Hypothesis: Patients with CHD demonstrate a specfic pattern of suppression or "deactivation" when engaged in tasks of executive function.
Methods: Young adults (n=17) with CHD (10 two ventricle critical CHD lesions; 7 single ventricle) and 17 demographically matched healthy controls participated. Groups had similar age (18±1.7 yrs), sex (71% male), handedness, race/ethnicity, and WASI IQ (107±12). Analyses were completed using voxel-based morphometry to examine 3>0 back; threshold set at Z>1.96, corrected p≤.05.
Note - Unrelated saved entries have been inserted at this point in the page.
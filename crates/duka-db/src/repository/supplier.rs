//! # Supplier Repository
//!
//! Database operations for suppliers the shop restocks from.

use chrono::Utc;
use sqlx::SqlitePool;
use tracing::debug;
use uuid::Uuid;

use crate::error::{DbError, DbResult};
use duka_core::{validation, Supplier};

/// Input for registering a new supplier.
#[derive(Debug, Clone, Default)]
pub struct NewSupplier {
    pub name: String,
    pub contact_person: Option<String>,
    pub phone: Option<String>,
    pub email: Option<String>,
    pub address: Option<String>,
}

/// Repository for supplier database operations.
#[derive(Debug, Clone)]
pub struct SupplierRepository {
    pool: SqlitePool,
}

impl SupplierRepository {
    /// Creates a new SupplierRepository.
    pub fn new(pool: SqlitePool) -> Self {
        SupplierRepository { pool }
    }

    /// Registers a new supplier.
    pub async fn create(&self, new: NewSupplier) -> DbResult<Supplier> {
        validation::validate_name(&new.name).map_err(duka_core::CoreError::from)?;

        let supplier = Supplier {
            id: Uuid::new_v4().to_string(),
            name: new.name.trim().to_string(),
            contact_person: new.contact_person,
            phone: new.phone,
            email: new.email,
            address: new.address,
            is_active: true,
            created_at: Utc::now(),
        };

        debug!(id = %supplier.id, name = %supplier.name, "Creating supplier");

        sqlx::query(
            r#"
            INSERT INTO suppliers (id, name, contact_person, phone, email, address, is_active, created_at)
            VALUES (?1, ?2, ?3, ?4, ?5, ?6, ?7, ?8)
            "#,
        )
        .bind(&supplier.id)
        .bind(&supplier.name)
        .bind(&supplier.contact_person)
        .bind(&supplier.phone)
        .bind(&supplier.email)
        .bind(&supplier.address)
        .bind(supplier.is_active)
        .bind(supplier.created_at)
        .execute(&self.pool)
        .await?;

        Ok(supplier)
    }

    /// Gets a supplier by ID.
    pub async fn get_by_id(&self, id: &str) -> DbResult<Option<Supplier>> {
        let supplier = sqlx::query_as::<_, Supplier>(
            r#"
            SELECT id, name, contact_person, phone, email, address, is_active, created_at
            FROM suppliers
            WHERE id = ?1
            "#,
        )
        .bind(id)
        .fetch_optional(&self.pool)
        .await?;

        Ok(supplier)
    }

    /// Updates a supplier's details.
    pub async fn update(&self, supplier: &Supplier) -> DbResult<()> {
        validation::validate_name(&supplier.name).map_err(duka_core::CoreError::from)?;

        let result = sqlx::query(
            r#"
            UPDATE suppliers SET
                name = ?2,
                contact_person = ?3,
                phone = ?4,
                email = ?5,
                address = ?6,
                is_active = ?7
            WHERE id = ?1
            "#,
        )
        .bind(&supplier.id)
        .bind(&supplier.name)
        .bind(&supplier.contact_person)
        .bind(&supplier.phone)
        .bind(&supplier.email)
        .bind(&supplier.address)
        .bind(supplier.is_active)
        .execute(&self.pool)
        .await?;

        if result.rows_affected() == 0 {
            return Err(DbError::not_found("Supplier", &supplier.id));
        }

        Ok(())
    }

    /// Lists active suppliers ordered by name.
    pub async fn list_active(&self) -> DbResult<Vec<Supplier>> {
        let suppliers = sqlx::query_as::<_, Supplier>(
            r#"
            SELECT id, name, contact_person, phone, email, address, is_active, created_at
            FROM suppliers
            WHERE is_active = 1
            ORDER BY name
            "#,
        )
        .fetch_all(&self.pool)
        .await?;

        Ok(suppliers)
    }

    /// Deactivates a supplier.
    pub async fn soft_delete(&self, id: &str) -> DbResult<()> {
        debug!(id = %id, "Soft-deleting supplier");

        let result = sqlx::query("UPDATE suppliers SET is_active = 0 WHERE id = ?1")
            .bind(id)
            .execute(&self.pool)
            .await?;

        if result.rows_affected() == 0 {
            return Err(DbError::not_found("Supplier", id));
        }

        Ok(())
    }
}

// =============================================================================
// Unit Tests
// =============================================================================

#[cfg(test)]
mod tests {
    use super::*;
    use crate::pool::{Database, DbConfig};

    async fn db() -> Database {
        Database::new(DbConfig::in_memory()).await.unwrap()
    }

    #[tokio::test]
    async fn test_create_update_deactivate() {
        let db = db().await;
        let repo = db.suppliers();

        let mut supplier = repo
            .create(NewSupplier {
                name: "Karatasi Traders".to_string(),
                contact_person: Some("Mr. Hassan".to_string()),
                ..Default::default()
            })
            .await
            .unwrap();

        supplier.phone = Some("+255 22 260 0000".to_string());
        repo.update(&supplier).await.unwrap();

        let fetched = repo.get_by_id(&supplier.id).await.unwrap().unwrap();
        assert_eq!(fetched.phone.as_deref(), Some("+255 22 260 0000"));

        repo.soft_delete(&supplier.id).await.unwrap();
        assert!(repo.list_active().await.unwrap().is_empty());
    }

    #[tokio::test]
    async fn test_update_missing_supplier() {
        let db = db().await;
        let repo = db.suppliers();

        let ghost = Supplier {
            id: "no-such-id".to_string(),
            name: "Ghost".to_string(),
            contact_person: None,
            phone: None,
            email: None,
            address: None,
            is_active: true,
            created_at: Utc::now(),
        };

        let err = repo.update(&ghost).await.unwrap_err();
        assert!(matches!(err, DbError::NotFound { .. }));
    }
}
Results: Groups evidenced comparable performance across working memory load (mean accuracy & reaction times: 0back=96%, 558ms; 3back=87%, 798ms). Conjunction analyses revealed both groups had similar activations across the working memory network. Activations correlated with accuracy on 3-back across each of these regions: bilateral frontal, cingulate, thalamus, parietal, and left cerebellum. The CHD group showed greater deactivation in a large cluster containing left & right orbital frontal and right temporal regions (Fig). Discussion: Overall similar behavioral performance and neural activation was observed in regions consistent with prior studies. However, significant task-related deactivation of the orbital frontal and temporal regions during working memory relative to vigilance task was observed in the CHD group only. It is possible that these deactivations are related to compensatory activity, brain reorganization, or transient resource support to achieve similar performance.
- © 2013 by American Heart Association, Inc.